So I’ve been to a few durian buffets but this one was different.

The durian buffet organized by the Wanchai road shop 猫山旺 was held at The Hub just off the main pedestrian bridge linking the MTR station to the Immigration building. I was a little late to the party.

Wow. Everyone was already seated and there wasn’t a seat to spare. Hmm 🤔 (wondering whether I could get a seat).

I spied a nice lady in white wandering around the entrance with a tag and proceeded to ask if she was Carol.

Oh no no I’m not Carol, (she’s Carmen) Carol is somewhere in the back getting the durians ready, you can go have a look.”

Okay… off I go to the back. There was no shortage of things to see.

Firstly, you see what hybrids they’re serving. Here you can admire the different shapes, spikes and forms of the durian husk.
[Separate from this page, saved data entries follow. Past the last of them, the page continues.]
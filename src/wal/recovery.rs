//! WAL Recovery
//!
//! Handles crash recovery by replaying the WAL.

use std::fs::OpenOptions;
use std::path::Path;

use crate::error::{Result, TagaaError};
use super::{WalEntry, WalReader};

/// Handles WAL recovery after crash
pub struct WalRecovery;

/// Result of a recovery operation
#[derive(Debug, Clone, PartialEq, Eq)]
pub struct RecoveryResult {
    /// Number of entries successfully recovered
    pub entries_recovered: u64,

    /// Number of corrupted entries skipped (0 or 1: reading stops at the first)
    pub entries_corrupted: u64,

    /// Last valid LSN
    pub last_lsn: u64,

    /// Whether the WAL was truncated (partial writes removed)
    pub was_truncated: bool,
}

impl WalRecovery {
    /// Recover entries from a WAL file
    ///
    /// This will:
    /// 1. Read all valid entries
    /// 2. Stop at the first torn or corrupted entry
    /// 3. Truncate the file after the last valid entry
    /// 4. Return all valid entries in order
    pub fn recover(path: &Path) -> Result<(Vec<WalEntry>, RecoveryResult)> {
        let (entries, mut result, valid_len) = Self::scan(path)?;

        if result.entries_corrupted > 0 {
            let file = OpenOptions::new().write(true).open(path)?;
            file.set_len(valid_len)?;
            file.sync_all()?;
            result.was_truncated = true;
            tracing::warn!(
                path = %path.display(),
                valid_len,
                "truncated damaged WAL tail"
            );
        }

        Ok((entries, result))
    }

    /// Verify integrity of a WAL file without modifying it
    pub fn verify(path: &Path) -> Result<RecoveryResult> {
        let (_, result, _) = Self::scan(path)?;
        Ok(result)
    }

    fn scan(path: &Path) -> Result<(Vec<WalEntry>, RecoveryResult, u64)> {
        let mut reader = WalReader::open(path)?;
        let mut entries = Vec::new();
        let mut result = RecoveryResult {
            entries_recovered: 0,
            entries_corrupted: 0,
            last_lsn: 0,
            was_truncated: false,
        };

        loop {
            match reader.next_entry() {
                Ok(Some(entry)) => {
                    result.entries_recovered += 1;
                    result.last_lsn = entry.lsn;
                    entries.push(entry);
                }
                Ok(None) => break,
                Err(TagaaError::WalCorruption(reason)) => {
                    tracing::debug!(%reason, offset = reader.position(), "WAL scan stopped");
                    result.entries_corrupted += 1;
                    break;
                }
                Err(e) => return Err(e),
            }
        }

        Ok((entries, result, reader.position()))
    }
}
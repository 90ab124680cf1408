//! Key Encoding
//!
//! Maps logical identifiers onto the engine's single sorted key space.
//!
//! ## Layout
//! ```text
//! g <name>                  group record
//! i <name> 0x00 <id: u64 BE> image record
//! b <hash>                  content-addressed blob
//! m <name>                  store metadata
//! ```
//!
//! Group names are rejected (never escaped) if they are empty, longer than
//! [`MAX_GROUP_NAME_LEN`] bytes, or contain NUL. With NUL excluded, the
//! image prefix `i <name> 0x00` of one group can never be a prefix of
//! another group's keys, and big-endian IDs keep a group's images in
//! numeric order.

use crate::error::{Result, TagaaError};

pub const GROUP_NS: u8 = b'g';
pub const IMAGE_NS: u8 = b'i';
pub const BLOB_NS: u8 = b'b';
pub const META_NS: u8 = b'm';

pub const MAX_GROUP_NAME_LEN: usize = 1024;

const NAME_TERMINATOR: u8 = 0x00;

/// Metadata key holding the last group creation order handed out
pub const GROUP_ORDER_KEY: &[u8] = b"mgroup_order";

pub fn validate_group_name(name: &str) -> Result<()> {
    if name.is_empty() {
        return Err(TagaaError::InvalidGroupName("name is empty".to_string()));
    }
    if name.len() > MAX_GROUP_NAME_LEN {
        return Err(TagaaError::InvalidGroupName(format!(
            "name is {} bytes, limit is {}",
            name.len(),
            MAX_GROUP_NAME_LEN
        )));
    }
    if name.as_bytes().contains(&NAME_TERMINATOR) {
        return Err(TagaaError::InvalidGroupName(format!(
            "{:?} contains a NUL character",
            name
        )));
    }
    Ok(())
}

pub fn group_key(name: &str) -> Vec<u8> {
    let mut key = Vec::with_capacity(1 + name.len());
    key.push(GROUP_NS);
    key.extend_from_slice(name.as_bytes());
    key
}

/// Prefix shared by every image key of `group`
pub fn image_prefix(group: &str) -> Vec<u8> {
    let mut key = Vec::with_capacity(2 + group.len() + 8);
    key.push(IMAGE_NS);
    key.extend_from_slice(group.as_bytes());
    key.push(NAME_TERMINATOR);
    key
}

pub fn image_key(group: &str, id: u64) -> Vec<u8> {
    let mut key = image_prefix(group);
    key.extend_from_slice(&id_to_bytes(id));
    key
}

/// Split an image key back into (group, id)
pub fn image_key_parts(key: &[u8]) -> Option<(&str, u64)> {
    let rest = key.strip_prefix(&[IMAGE_NS])?;
    if rest.len() < 9 {
        return None;
    }
    let (name, tail) = rest.split_at(rest.len() - 9);
    if tail[0] != NAME_TERMINATOR {
        return None;
    }
    let name = std::str::from_utf8(name).ok()?;
    Some((name, bytes_to_id(&tail[1..])?))
}

pub fn validate_hash(hash: &str) -> Result<()> {
    if hash.is_empty() {
        return Err(TagaaError::InvalidHash("hash is empty".to_string()));
    }
    Ok(())
}

pub fn blob_key(hash: &str) -> Vec<u8> {
    let mut key = Vec::with_capacity(1 + hash.len());
    key.push(BLOB_NS);
    key.extend_from_slice(hash.as_bytes());
    key
}

/// 8-byte big-endian representation of `id`
pub fn id_to_bytes(id: u64) -> [u8; 8] {
    id.to_be_bytes()
}

pub fn bytes_to_id(bytes: &[u8]) -> Option<u64> {
    let arr: [u8; 8] = bytes.try_into().ok()?;
    Some(u64::from_be_bytes(arr))
}
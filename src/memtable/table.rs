//! MemTable implementation
//!
//! BTreeMap-based memtable with RwLock for concurrency.

use std::collections::BTreeMap;
use std::ops::Bound;
use std::sync::atomic::{AtomicUsize, Ordering};

use parking_lot::RwLock;

use crate::wal::Operation;
use super::MemTableEntry;

/// In-memory table for recent writes
pub struct MemTable {
    data: RwLock<BTreeMap<Vec<u8>, MemTableEntry>>,
    /// Approximate size in bytes (keys + live values)
    size: AtomicUsize,
}

impl MemTable {
    /// Create a new empty MemTable
    pub fn new() -> Self {
        Self {
            data: RwLock::new(BTreeMap::new()),
            size: AtomicUsize::new(0),
        }
    }

    /// Get an entry by key (read lock)
    ///
    /// `None` means the key was never written here; a deleted key returns
    /// `Some(MemTableEntry::Tombstone)`.
    pub fn get(&self, key: &[u8]) -> Option<MemTableEntry> {
        self.data.read().get(key).cloned()
    }

    /// Put a key-value pair (write lock), returning the new table size
    pub fn put(&self, key: Vec<u8>, value: Vec<u8>) -> usize {
        let mut data = self.data.write();
        self.insert_locked(&mut data, key, MemTableEntry::Value(value))
    }

    /// Delete a key (write lock, inserts tombstone), returning the new table size
    pub fn delete(&self, key: Vec<u8>) -> usize {
        let mut data = self.data.write();
        self.insert_locked(&mut data, key, MemTableEntry::Tombstone)
    }

    /// Apply a committed batch under a single write lock
    ///
    /// Readers observe either none or all of the batch.
    pub fn apply(&self, operations: Vec<Operation>) -> usize {
        let mut data = self.data.write();
        let mut size = self.size.load(Ordering::SeqCst);
        for op in operations {
            size = match op {
                Operation::Put { key, value } => {
                    self.insert_locked(&mut data, key, MemTableEntry::Value(value))
                }
                Operation::Delete { key } => {
                    self.insert_locked(&mut data, key, MemTableEntry::Tombstone)
                }
            };
        }
        size
    }

    /// All entries whose key starts with `prefix`, in key order (tombstones included)
    pub fn scan_prefix(&self, prefix: &[u8]) -> Vec<(Vec<u8>, MemTableEntry)> {
        let data = self.data.read();
        data.range::<[u8], _>((Bound::Included(prefix), Bound::Unbounded))
            .take_while(|(k, _)| k.starts_with(prefix))
            .map(|(k, v)| (k.clone(), v.clone()))
            .collect()
    }

    /// Get approximate size in bytes
    pub fn size(&self) -> usize {
        self.size.load(Ordering::SeqCst)
    }

    /// Get entry count (tombstones included)
    pub fn entry_count(&self) -> usize {
        self.data.read().len()
    }

    pub fn is_empty(&self) -> bool {
        self.data.read().is_empty()
    }

    /// Check if should flush (size >= limit)
    pub fn should_flush(&self, size_limit: usize) -> bool {
        self.size() >= size_limit
    }

    /// Snapshot of all entries in sorted key order (for flush)
    pub fn iter(&self) -> MemTableIterator {
        let entries: Vec<_> = self
            .data
            .read()
            .iter()
            .map(|(k, v)| (k.clone(), v.clone()))
            .collect();
        MemTableIterator {
            inner: entries.into_iter(),
        }
    }

    /// Clear all entries (after successful flush)
    pub fn clear(&self) {
        let mut data = self.data.write();
        data.clear();
        self.size.store(0, Ordering::SeqCst);
    }

    fn insert_locked(
        &self,
        data: &mut BTreeMap<Vec<u8>, MemTableEntry>,
        key: Vec<u8>,
        entry: MemTableEntry,
    ) -> usize {
        let added = entry.weight();
        let key_len = key.len();
        let size = match data.insert(key, entry) {
            Some(old) => self.size.load(Ordering::SeqCst) - old.weight() + added,
            None => self.size.load(Ordering::SeqCst) + key_len + added,
        };
        self.size.store(size, Ordering::SeqCst);
        size
    }
}

impl Default for MemTable {
    fn default() -> Self {
        Self::new()
    }
}

/// Iterator over a snapshot of MemTable entries
pub struct MemTableIterator {
    inner: std::vec::IntoIter<(Vec<u8>, MemTableEntry)>,
}

impl Iterator for MemTableIterator {
    type Item = (Vec<u8>, MemTableEntry);

    fn next(&mut self) -> Option<Self::Item> {
        self.inner.next()
    }
}
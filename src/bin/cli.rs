//! tagaa CLI
//!
//! Command-line interface for managing a tagaa store.

use std::fs;
use std::path::PathBuf;
use std::time::Duration;

use clap::{Args as ClapArgs, Parser, Subcommand};
use tagaa::{Config, Group, GroupStore, Image, ImageStore, Rating};
use tracing_subscriber::{fmt, EnvFilter};

/// tagaa CLI
#[derive(Parser, Debug)]
#[command(name = "tagaa")]
#[command(about = "Manage grouped image tagging metadata")]
#[command(version)]
struct Args {
    /// Data directory
    #[arg(short, long, default_value = "./tagaa_data")]
    data_dir: PathBuf,

    /// Seconds to wait for another process holding the store
    #[arg(short, long, default_value = "5")]
    timeout: u64,

    #[command(subcommand)]
    command: Commands,
}

#[derive(Subcommand, Debug)]
enum Commands {
    /// List all groups in creation order
    Groups,

    /// Show one group
    Group { name: String },

    /// Create an empty group
    CreateGroup { name: String },

    /// Delete an empty group
    DeleteGroup { name: String },

    /// List the images of a group
    Images { group: String },

    /// Add an image to a group (the group is created if missing)
    Add {
        group: String,

        #[command(flatten)]
        fields: ImageFields,
    },

    /// Change fields of an existing image
    Update {
        group: String,
        id: u64,

        #[command(flatten)]
        fields: ImageFields,
    },

    /// Show one image
    Get { group: String, id: u64 },

    /// Delete one image
    DeleteImage { group: String, id: u64 },

    /// Store a file's bytes under a content hash
    PutData { hash: String, file: PathBuf },

    /// Write the bytes stored under a hash to a file (or stdout length)
    GetData {
        hash: String,

        #[arg(short, long)]
        out: Option<PathBuf>,
    },
}

/// Image fields settable from the command line; unset fields are left alone
#[derive(ClapArgs, Debug, Default)]
struct ImageFields {
    #[arg(long)]
    name: Option<String>,

    /// Space-separated tags
    #[arg(long)]
    tags: Option<String>,

    #[arg(long)]
    source: Option<String>,

    /// s, q or e
    #[arg(long)]
    rating: Option<Rating>,

    #[arg(long)]
    size: Option<u64>,

    #[arg(long)]
    width: Option<u32>,

    #[arg(long)]
    height: Option<u32>,

    #[arg(long)]
    hash: Option<String>,

    #[arg(long)]
    ext: Option<String>,
}

impl ImageFields {
    fn apply(self, image: &mut Image) {
        if let Some(v) = self.name {
            image.name = v;
        }
        if let Some(v) = self.tags {
            image.tags = v;
        }
        if let Some(v) = self.source {
            image.source = v;
        }
        if let Some(v) = self.rating {
            image.rating = v;
        }
        if let Some(v) = self.size {
            image.size = v;
        }
        if let Some(v) = self.width {
            image.width = v;
        }
        if let Some(v) = self.height {
            image.height = v;
        }
        if let Some(v) = self.hash {
            image.hash = v;
        }
        if let Some(v) = self.ext {
            image.ext = v;
        }
    }
}

fn main() {
    let filter = EnvFilter::try_from_default_env()
        .unwrap_or_else(|_| EnvFilter::new("warn,tagaa=info"));

    fmt()
        .with_env_filter(filter)
        .with_target(true)
        .with_writer(std::io::stderr)
        .init();

    let args = Args::parse();

    let config = Config::builder()
        .data_dir(&args.data_dir)
        .open_timeout(Duration::from_secs(args.timeout))
        .build();

    let store = match GroupStore::open(config) {
        Ok(store) => store,
        Err(e) => {
            tracing::error!("Failed to open store: {}", e);
            std::process::exit(1);
        }
    };

    let outcome = run(&store, args.command);

    if let Err(e) = store.close() {
        tracing::error!("Failed to close store: {}", e);
        std::process::exit(1);
    }
    if let Err(e) = outcome {
        eprintln!("error: {}", e);
        std::process::exit(1);
    }
}

fn run(store: &dyn ImageStore, command: Commands) -> tagaa::Result<()> {
    match command {
        Commands::Groups => {
            for group in store.get_all_groups()? {
                print_group(&group);
            }
        }
        Commands::Group { name } => print_group(&store.get_group(&name)?),
        Commands::CreateGroup { name } => store.create_group(&name)?,
        Commands::DeleteGroup { name } => store.delete_group(&name)?,
        Commands::Images { group } => {
            for image in store.get_group_images(&group)? {
                print_image(&image);
            }
        }
        Commands::Add { group, fields } => {
            let mut image = Image::default();
            fields.apply(&mut image);
            store.add_image(&group, &mut image)?;
            println!("{}", image.id);
        }
        Commands::Update { group, id, fields } => {
            let mut image = store.get_image(&group, id)?;
            fields.apply(&mut image);
            store.update_image(&group, &mut image)?;
            print_image(&image);
        }
        Commands::Get { group, id } => print_image(&store.get_image(&group, id)?),
        Commands::DeleteImage { group, id } => store.delete_image(&group, id)?,
        Commands::PutData { hash, file } => {
            let data = fs::read(&file)?;
            store.put_image_data(&hash, &data)?;
        }
        Commands::GetData { hash, out } => {
            let data = store.get_image_data(&hash)?;
            match out {
                Some(path) => fs::write(path, &data)?,
                None => println!("{} bytes", data.len()),
            }
        }
    }
    Ok(())
}

fn print_group(group: &Group) {
    println!("{}\t{} images\t{} bytes", group.name, group.len(), group.size);
}

fn print_image(image: &Image) {
    let added = image.added.map(|t| t.to_rfc3339()).unwrap_or_default();
    let updated = image.updated.map(|t| t.to_rfc3339()).unwrap_or_default();
    println!(
        "{}\t{}\t{}\t{}\t{}\t{}x{}\t{} bytes\tadded={}\tupdated={}",
        image.id,
        image.name,
        image.rating,
        image.tags,
        image.source,
        image.width,
        image.height,
        image.size,
        added,
        updated
    );
}
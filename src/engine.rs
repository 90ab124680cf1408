//! Engine Module
//!
//! The sorted key-value engine underneath the group store.
//!
//! ## Responsibilities
//! - Own the data directory and its exclusive lock
//! - Coordinate WAL, MemTable, and Storage
//! - Run read-only views and read-write transactions
//! - Trigger flushes and compactions
//! - Manage crash recovery on startup

use std::fs::{self, File, OpenOptions, TryLockError};
use std::path::{Path, PathBuf};
use std::thread;
use std::time::{Duration, Instant};

use parking_lot::{Mutex, RwLock};

use crate::config::Config;
use crate::error::{Result, TagaaError};
use crate::memtable::{MemTable, MemTableEntry};
use crate::storage::StorageManager;
use crate::txn::{KvRead, ReadTxn, WriteTxn};
use crate::wal::{Operation, WalRecovery, WalWriter};

/// Poll interval while waiting for another process to release the lock
const LOCK_RETRY_INTERVAL: Duration = Duration::from_millis(50);

/// The storage engine
///
/// ## Concurrency Model: Single-Writer / Multiple-Reader
///
/// - **Transactions** (`update`): serialized by `write_lock` for their whole
///   duration. Writes are buffered in the transaction and committed as one
///   WAL entry followed by one MemTable batch.
/// - **Views** (`view`): hold `commit_gate` shared. Commits, flushes and
///   compactions take it exclusively, so a view never observes half of a
///   commit or a table moving between MemTable and SSTables.
///
/// Lock order: write_lock → commit_gate → (wal | memtable | sstables).
/// Calling `update` from inside `view` deadlocks.
pub struct Engine {
    config: Config,

    storage_dir: PathBuf,

    wal: Mutex<WalWriter>,

    memtable: MemTable,

    storage: StorageManager,

    write_lock: Mutex<()>,

    commit_gate: RwLock<()>,

    /// Held (and flock'ed) for the engine's lifetime
    lock_file: File,
}

impl Engine {
    // =========================================================================
    // Internal Path Constants
    // =========================================================================
    const LOCK_FILENAME: &'static str = "LOCK";
    const WAL_FILENAME: &'static str = "wal.log";
    const SSTABLE_DIR: &'static str = "sstables";

    /// Open or create an engine with the given config
    ///
    /// On startup:
    /// 1. Create the data directory and take its exclusive lock
    /// 2. Load existing SSTables
    /// 3. Replay committed transactions from the WAL and flush them
    /// 4. Ready to serve requests
    pub fn open(config: Config) -> Result<Self> {
        config.validate()?;
        fs::create_dir_all(&config.data_dir)?;

        let lock_file = Self::acquire_lock(
            &config.data_dir.join(Self::LOCK_FILENAME),
            config.open_timeout,
        )?;

        let storage_dir = config.data_dir.join(Self::SSTABLE_DIR);
        let wal_path = config.data_dir.join(Self::WAL_FILENAME);

        let storage = StorageManager::open(&storage_dir)?;
        let memtable = MemTable::new();

        let mut replayed = false;
        if wal_path.exists() {
            let (entries, result) = WalRecovery::recover(&wal_path)?;
            if result.entries_recovered > 0 || result.entries_corrupted > 0 {
                tracing::info!(
                    recovered = result.entries_recovered,
                    corrupted = result.entries_corrupted,
                    last_lsn = result.last_lsn,
                    "WAL recovery"
                );
            }
            for entry in entries {
                memtable.apply(entry.operations);
            }
            // Recovered data must be durable in an SSTable before the WAL is cut
            if !memtable.is_empty() {
                storage.flush(&memtable)?;
                memtable.clear();
                replayed = true;
            }
        }

        let mut wal = WalWriter::open(&wal_path, config.wal_sync_strategy)?;
        if replayed {
            wal.truncate()?;
        }

        tracing::info!(data_dir = %config.data_dir.display(), "engine opened");

        Ok(Self {
            config,
            storage_dir,
            wal: Mutex::new(wal),
            memtable,
            storage,
            write_lock: Mutex::new(()),
            commit_gate: RwLock::new(()),
            lock_file,
        })
    }

    /// Open with a path (convenience method)
    ///
    /// Uses default config with the specified data directory
    pub fn open_path(path: &Path) -> Result<Self> {
        Self::open(Config::builder().data_dir(path).build())
    }

    fn acquire_lock(path: &Path, timeout: Duration) -> Result<File> {
        let file = OpenOptions::new()
            .create(true)
            .read(true)
            .write(true)
            .truncate(false)
            .open(path)?;

        let deadline = Instant::now() + timeout;
        let mut waited = false;
        loop {
            match file.try_lock() {
                Ok(()) => return Ok(file),
                Err(TryLockError::WouldBlock) => {
                    if Instant::now() >= deadline {
                        return Err(TagaaError::LockTimeout(timeout));
                    }
                    if !waited {
                        tracing::warn!(path = %path.display(), "store is locked, waiting");
                        waited = true;
                    }
                    thread::sleep(LOCK_RETRY_INTERVAL);
                }
                Err(TryLockError::Error(e)) => return Err(e.into()),
            }
        }
    }

    // =========================================================================
    // Transactions
    // =========================================================================

    /// Run `f` against a consistent read-only view
    pub fn view<T, F>(&self, f: F) -> Result<T>
    where
        F: FnOnce(&ReadTxn<'_>) -> Result<T>,
    {
        let _gate = self.commit_gate.read();
        f(&ReadTxn::new(self))
    }

    /// Run `f` as the single writer and commit its writes atomically
    ///
    /// If `f` returns an error nothing it wrote is persisted or made visible.
    pub fn update<T, F>(&self, f: F) -> Result<T>
    where
        F: FnOnce(&mut WriteTxn<'_>) -> Result<T>,
    {
        let _writer = self.write_lock.lock();
        let mut txn = WriteTxn::new(self);
        let out = f(&mut txn)?;
        self.commit(txn.into_operations())?;
        Ok(out)
    }

    /// Called with write_lock held
    ///
    /// Errors only if the transaction did not become durable.
    fn commit(&self, operations: Vec<Operation>) -> Result<()> {
        if operations.is_empty() {
            return Ok(());
        }

        // Durable before visible
        self.wal.lock().append(operations.clone())?;

        let new_size = {
            let _gate = self.commit_gate.write();
            self.memtable.apply(operations)
        };

        // The transaction is committed at this point; a failed flush leaves
        // its data in the MemTable and WAL and is retried by the next commit
        if new_size >= self.config.memtable_size_limit {
            if let Err(e) = self.flush_internal() {
                tracing::warn!(error = %e, "flush after commit failed");
            }
        }
        Ok(())
    }

    // =========================================================================
    // Committed-state reads (used by transactions)
    // =========================================================================

    pub(crate) fn read_committed(&self, key: &[u8]) -> Result<Option<Vec<u8>>> {
        if let Some(entry) = self.memtable.get(key) {
            return Ok(entry.into_option());
        }
        Ok(self.storage.get(key)?.and_then(MemTableEntry::into_option))
    }

    pub(crate) fn scan_committed(&self, prefix: &[u8]) -> Result<Vec<(Vec<u8>, Vec<u8>)>> {
        let mut merged = self.storage.scan_prefix(prefix)?;
        for (key, entry) in self.memtable.scan_prefix(prefix) {
            merged.insert(key, entry);
        }
        Ok(merged
            .into_iter()
            .filter_map(|(key, entry)| entry.into_option().map(|v| (key, v)))
            .collect())
    }

    // =========================================================================
    // Single-key convenience operations
    // =========================================================================

    /// Get a value by key
    pub fn get(&self, key: &[u8]) -> Result<Option<Vec<u8>>> {
        self.view(|tx| tx.get(key))
    }

    /// Put a key-value pair in its own transaction
    pub fn put(&self, key: &[u8], value: &[u8]) -> Result<()> {
        self.update(|tx| {
            tx.put(key, value);
            Ok(())
        })
    }

    /// Delete a key in its own transaction
    pub fn delete(&self, key: &[u8]) -> Result<()> {
        self.update(|tx| {
            tx.delete(key);
            Ok(())
        })
    }

    // =========================================================================
    // Maintenance
    // =========================================================================

    /// Flush memtable to disk regardless of its size
    pub fn flush(&self) -> Result<()> {
        let _writer = self.write_lock.lock();
        self.flush_internal()
    }

    /// Called with write_lock held
    fn flush_internal(&self) -> Result<()> {
        if self.memtable.is_empty() {
            return Ok(());
        }

        {
            let _gate = self.commit_gate.write();
            self.storage.flush(&self.memtable)?;
            self.memtable.clear();
        }

        // Entries are now durable in an SSTable
        self.wal.lock().truncate()?;

        if self.storage.sstable_count() > self.config.max_sstables {
            let _gate = self.commit_gate.write();
            self.storage.compact()?;
        }

        Ok(())
    }

    /// Merge all SSTables into one
    pub fn compact(&self) -> Result<()> {
        let _writer = self.write_lock.lock();
        let _gate = self.commit_gate.write();
        self.storage.compact()?;
        Ok(())
    }

    /// Close the engine gracefully
    ///
    /// Flushes pending data, syncs the WAL and releases the directory lock.
    pub fn close(self) -> Result<()> {
        self.flush()?;
        self.wal.lock().sync()?;
        self.lock_file.unlock()?;
        tracing::info!(data_dir = %self.config.data_dir.display(), "engine closed");
        Ok(())
    }

    // =========================================================================
    // Accessors (for testing and debugging)
    // =========================================================================

    pub fn data_dir(&self) -> &Path {
        &self.config.data_dir
    }

    /// Where SSTables are stored
    pub fn storage_dir(&self) -> &Path {
        &self.storage_dir
    }

    pub fn memtable_size(&self) -> usize {
        self.memtable.size()
    }

    pub fn memtable_entry_count(&self) -> usize {
        self.memtable.entry_count()
    }

    pub fn sstable_count(&self) -> usize {
        self.storage.sstable_count()
    }

    pub fn config(&self) -> &Config {
        &self.config
    }
}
Then, a table full of gift suggestions. Want to send a fresh fruit hamper with a fresh durian? They’ve got you covered. (Let me know if you need special gloves for opening them, I can sort you out.)

And if you’re not into fresh and prefer durian in its other forms… well you won’t be disappointed either.

Durian chocolate, crisps, coffee.. I think those possibilities are endless.. but that’s if you’re just into the flavor. Which I think is sort of missing the point… there’s just so much more to the fruit.

What’s really nice is that they bothered with mangosteens. Very thoughtful to include the queen of fruits. It’s the yang to the durian’s ying.. helps to balance out the heatiness of durians.. or so the chinese saying goes. Mangosteen is an equally difficult fruit. It spoils easily, the juices stain everything it contacts with and the worst part? It’s often full of large black ants. They hide under those beguiling green sepals and spill out once you’ve disturbed their hiding place. I hope the Hub fumigated after the event or some residents are going to massively complain.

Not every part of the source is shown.